What do your children know about death?

Death doesn't have that harsh grieving thing on me. I don't know what it is. I was 14, about a week left of school when my g'father died. I was very close to him as I grew up between my g'parent's house and my aunt's house for school. I spent the weekend there, said our goodbyes on sunday night after dinner, said see ya wensday (we went to church wensday nights as well, and church was by them so we had dinner there before church). And wensday morning my aunt came into my room to tell me that Pa was taken to the hospital last night/early morning and passed away. It was very sudden, he was only in his 60's, but I know now that he did have heart problems for a long time.
I already knew what death was by that time, but I never cried much, and for a long time I just felt like when I go there next weekend, he'll still be there. But I also remember having very vivid dreams about being with him, like to a colorguard competition. No one else in the family showed up but him, and I spent the whole afternoon with him. I'd wake up, and it just felt so real to me and I can still remember them like they actually happened.
My g'mother is 83 now, and I know it's only a matter of time for her. She's had some pretty bad medical problems that could've taken her life several times. But now she's getting very weak and loosing her short term memory to the point of repeating something in a conversation 3 times. I wish I lived closer to her now, but I have a hard time dealing with the way she is now.

I think my hardest death experience was when my cat died, I was about 16. It was the middle of the night and my mom heard dogs barking and she woke me up to tell me they dragged my cat off. I found her one house down next to the street barely alive. I carried her home and she died on the way to the ER vet. I knew on our way there that she was gone, but I didn't want to believe it.
 
I always have been the kind of Mom who brought her kids with her anywhere and everywhere. My girls have gone to too many funerals to count (both of DH's G-mas died, 2 weeks apart to just name 2 of them). It is sad but a good way for for them to say goodbye and understand why we are sad.

I had a great "kids" book on death but I lost it in the Move. I think I got it from Discovery Toys.
 
I'm irish - we don't shield our children from death. If someone dies, the kids attend the wake and funeral. My middle child was 3 when my 95 year old grandmother took a turn for the worse, so I explained how her body was old and tired, and would stop working, her soul (her person) would go to heaven, and at the wake, she would see her body, but she would no longer be in it, and people would be sad for themselves, because they missed her, but she would be happy in heaven with her other loved ones.
 
My mother died when I was pregnant with my first DD. My DD is seven now, and she knows a lot about her Grandma. I've tried to be open and honest with her about death, as it is a natural part of life and I don't want her to be frightened of it. We go and visit my mother's grave and talk about her being in heaven. She's been to a few funerals, her great grandpa's and great Uncle's. But, I dont' think she really understood that children, too, can pass untill she watched My Girl, the movie based loosely on A Taste of Blackberries with Macaulay Culkin. That movie was hard on her, but gave us good chance to talk about death and our faith.

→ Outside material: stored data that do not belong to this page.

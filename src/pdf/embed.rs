//! Turning raster images into PDF image XObjects and placing them on a page.

use std::io::Write;

use flate2::write::ZlibEncoder;
use flate2::Compression;
use image::GenericImageView;
use lopdf::{dictionary, Object, Stream};

use super::error::Result;
use crate::source::ImageFormat;

/// A4 in points.
pub const A4_WIDTH: f32 = 595.28;
pub const A4_HEIGHT: f32 = 841.89;

/// Fraction of the page an image may fill along its constraining axis.
const FILL_RATIO: f32 = 0.95;

/// Where an image lands on its page.
#[derive(Debug, Clone, Copy, PartialEq)]
pub struct Placement {
    pub page_width: f32,
    pub page_height: f32,
    pub x: f32,
    pub y: f32,
    pub width: f32,
    pub height: f32,
}

impl Placement {
    /// Pick a portrait or landscape A4 page and center the image on it,
    /// scaled uniformly to 95% of the tighter dimension.
    pub fn for_image(image_width: u32, image_height: u32) -> Self {
        let (iw, ih) = (image_width as f32, image_height as f32);
        let (page_width, page_height) = if iw > ih {
            (A4_HEIGHT, A4_WIDTH)
        } else {
            (A4_WIDTH, A4_HEIGHT)
        };

        let scale = (page_width / iw).min(page_height / ih) * FILL_RATIO;
        let width = iw * scale;
        let height = ih * scale;

        Placement {
            page_width,
            page_height,
            x: (page_width - width) / 2.0,
            y: (page_height - height) / 2.0,
            width,
            height,
        }
    }

    pub fn is_landscape(&self) -> bool {
        self.page_width > self.page_height
    }
}

/// Image data ready to be added to a document.
pub struct EmbeddedImage {
    pub width: u32,
    pub height: u32,
    pub xobject: Stream,
    /// Alpha channel, to be referenced from the XObject's `/SMask`.
    pub smask: Option<Stream>,
}

pub fn embed_image(bytes: &[u8], format: ImageFormat) -> Result<EmbeddedImage> {
    match format {
        ImageFormat::Jpeg => embed_jpeg(bytes),
        ImageFormat::Png => embed_png(bytes),
    }
}

/// JPEG data goes into the PDF untouched behind a DCTDecode filter.
fn embed_jpeg(bytes: &[u8]) -> Result<EmbeddedImage> {
    let decoded = image::load_from_memory_with_format(bytes, image::ImageFormat::Jpeg)?;
    let (width, height) = decoded.dimensions();

    // The decoder converts CMYK to RGB, so the colour space comes from the
    // frame header of the stream that is passed through.
    let header = JpegHeader::parse(bytes);
    let components = header.map_or(3, |h| h.components);
    let color_space = match components {
        1 => "DeviceGray",
        4 => "DeviceCMYK",
        _ => "DeviceRGB",
    };

    let mut dict = dictionary! {
        "Type" => "XObject",
        "Subtype" => "Image",
        "Width" => width as i64,
        "Height" => height as i64,
        "ColorSpace" => color_space,
        "BitsPerComponent" => 8,
        "Filter" => "DCTDecode",
    };
    // Adobe writes CMYK JPEGs inverted.
    if components == 4 && header.is_some_and(|h| h.adobe) {
        let decode: Vec<Object> = [1, 0, 1, 0, 1, 0, 1, 0].into_iter().map(Object::Integer).collect();
        dict.set("Decode", decode);
    }

    let xobject = Stream::new(dict, bytes.to_vec()).with_compression(false);

    Ok(EmbeddedImage {
        width,
        height,
        xobject,
        smask: None,
    })
}

#[derive(Debug, Clone, Copy, PartialEq)]
struct JpegHeader {
    components: u8,
    /// An Adobe APP14 segment precedes the frame header.
    adobe: bool,
}

impl JpegHeader {
    /// Walk the marker segments up to the first start-of-frame.
    fn parse(bytes: &[u8]) -> Option<Self> {
        if bytes.get(..2)? != [0xFF, 0xD8] {
            return None;
        }
        let mut adobe = false;
        let mut pos = 2;
        loop {
            if *bytes.get(pos)? != 0xFF {
                return None;
            }
            let marker = *bytes.get(pos + 1)?;
            if marker == 0xFF {
                pos += 1;
                continue;
            }
            let len = u16::from_be_bytes([*bytes.get(pos + 2)?, *bytes.get(pos + 3)?]) as usize;
            let segment = bytes.get(pos + 4..pos + 2 + len)?;
            match marker {
                0xEE => adobe |= segment.starts_with(b"Adobe"),
                0xC0..=0xCF if !matches!(marker, 0xC4 | 0xC8 | 0xCC) => {
                    return Some(JpegHeader {
                        components: *segment.get(5)?,
                        adobe,
                    });
                }
                0xD9 | 0xDA => return None,
                _ => {}
            }
            pos += 2 + len;
        }
    }
}

/// PNG is decoded and stored as Flate-compressed RGB plus an optional alpha mask.
fn embed_png(bytes: &[u8]) -> Result<EmbeddedImage> {
    let decoded = image::load_from_memory_with_format(bytes, image::ImageFormat::Png)?;
    let (width, height) = decoded.dimensions();
    let rgba = decoded.to_rgba8();

    let mut rgb = Vec::with_capacity((width * height * 3) as usize);
    let mut alpha = Vec::with_capacity((width * height) as usize);
    let mut has_alpha = false;
    for pixel in rgba.pixels() {
        let [r, g, b, a] = pixel.0;
        has_alpha |= a != 255;
        rgb.extend_from_slice(&[r, g, b]);
        alpha.push(a);
    }

    let xobject = flate_image(width, height, "DeviceRGB", &rgb)?;
    let smask = if has_alpha {
        Some(flate_image(width, height, "DeviceGray", &alpha)?)
    } else {
        None
    };

    Ok(EmbeddedImage {
        width,
        height,
        xobject,
        smask,
    })
}

fn flate_image(width: u32, height: u32, color_space: &str, data: &[u8]) -> Result<Stream> {
    let mut encoder = ZlibEncoder::new(Vec::new(), Compression::default());
    encoder.write_all(data)?;
    let compressed = encoder.finish()?;

    Ok(Stream::new(
        dictionary! {
            "Type" => "XObject",
            "Subtype" => "Image",
            "Width" => width as i64,
            "Height" => height as i64,
            "ColorSpace" => color_space,
            "BitsPerComponent" => 8,
            "Filter" => "FlateDecode",
        },
        compressed,
    )
    .with_compression(false))
}

#[cfg(test)]
mod tests {
    use super::*;
    use crate::pdf::testing::{sample_jpeg, sample_png};

    fn close(a: f32, b: f32) -> bool {
        (a - b).abs() < 0.01
    }

    #[test]
    fn test_portrait_placement() {
        let p = Placement::for_image(1000, 2000);
        assert!(!p.is_landscape());
        assert!(close(p.page_width, A4_WIDTH));
        assert!(close(p.page_height, A4_HEIGHT));
        // height constrains: 841.89 / 2000 * 0.95
        let scale = A4_HEIGHT / 2000.0 * 0.95;
        assert!(close(p.height, 2000.0 * scale));
        assert!(close(p.width, 1000.0 * scale));
        assert!(close(p.x, (A4_WIDTH - p.width) / 2.0));
        assert!(close(p.y, (A4_HEIGHT - p.height) / 2.0));
    }

    #[test]
    fn test_landscape_placement() {
        let p = Placement::for_image(3000, 1000);
        assert!(p.is_landscape());
        assert!(close(p.page_width, A4_HEIGHT));
        assert!(close(p.page_height, A4_WIDTH));
        assert!(close(p.width, A4_HEIGHT * 0.95));
    }

    #[test]
    fn test_square_image_is_portrait() {
        let p = Placement::for_image(500, 500);
        assert!(!p.is_landscape());
        assert!(close(p.width, p.height));
    }

    #[test]
    fn test_embed_png_with_alpha() {
        let image = embed_image(&sample_png(4, 3, true), ImageFormat::Png).unwrap();
        assert_eq!((image.width, image.height), (4, 3));
        assert!(image.smask.is_some());
    }

    #[test]
    fn test_embed_opaque_png_has_no_mask() {
        let image = embed_image(&sample_png(4, 3, false), ImageFormat::Png).unwrap();
        assert!(image.smask.is_none());
    }

    #[test]
    fn test_embed_jpeg_passthrough() {
        let bytes = sample_jpeg(8, 6);
        let image = embed_image(&bytes, ImageFormat::Jpeg).unwrap();
        assert_eq!((image.width, image.height), (8, 6));
        assert_eq!(image.xobject.content, bytes);
        assert_eq!(
            image.xobject.dict.get(b"ColorSpace").unwrap().as_name().unwrap(),
            b"DeviceRGB"
        );
    }

    #[test]
    fn test_jpeg_header_of_rgb_image() {
        let header = JpegHeader::parse(&sample_jpeg(8, 6)).unwrap();
        assert_eq!(header.components, 3);
    }

    #[test]
    fn test_jpeg_header_cmyk_adobe() {
        let mut bytes = vec![0xFF, 0xD8];
        // APP14 "Adobe" segment
        bytes.extend_from_slice(&[0xFF, 0xEE, 0x00, 0x0E]);
        bytes.extend_from_slice(b"Adobe\x00\x64\x00\x00\x00\x00\x00");
        // SOF0: precision, height 2, width 3, four components
        bytes.extend_from_slice(&[0xFF, 0xC0, 0x00, 0x14, 0x08, 0x00, 0x02, 0x00, 0x03, 0x04]);
        bytes.extend_from_slice(&[1, 0x11, 0, 2, 0x11, 0, 3, 0x11, 0, 4, 0x11, 0]);
        bytes.extend_from_slice(&[0xFF, 0xD9]);

        assert_eq!(
            JpegHeader::parse(&bytes),
            Some(JpegHeader {
                components: 4,
                adobe: true
            })
        );
    }

    #[test]
    fn test_jpeg_header_rejects_truncated() {
        assert_eq!(JpegHeader::parse(&[0xFF, 0xD8, 0xFF, 0xC0, 0x00]), None);
        assert_eq!(JpegHeader::parse(b"nope"), None);
    }

    #[test]
    fn test_embed_garbage_fails() {
        assert!(embed_image(b"nope", ImageFormat::Png).is_err());
    }
}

I did have to stop taking her to visit Grandma's grave so often, though, as she was almost too comfortable there. When she started pointing out the little mausoleums, she would say, "That's where I'm going to be stuffed after I'm dead." :scared1: So, I guess there's a fine line between the right amount of information and too much.
 

My children know that dead is gone but that love lives on in our hearts and our memories. My husband is Catholic and I am an atheist. We tell our girls that some people believe the dead are in heaven and some don't and that they are free to believe what they like. Our younger daughter has autism and tends to think very literally. When we visit the cemetery she says hi to her grandparents at their graves because for her heaven is too abstract. She asks a lot about two kitties we have lost because she wants to know where they are (they were cremated and that is a place I am NOT ready to go with her yet). Our older daughter believes they are in heaven and believes in the supernatural. We try not to allow too much sadness enter into our visits. We talk and laugh and remember.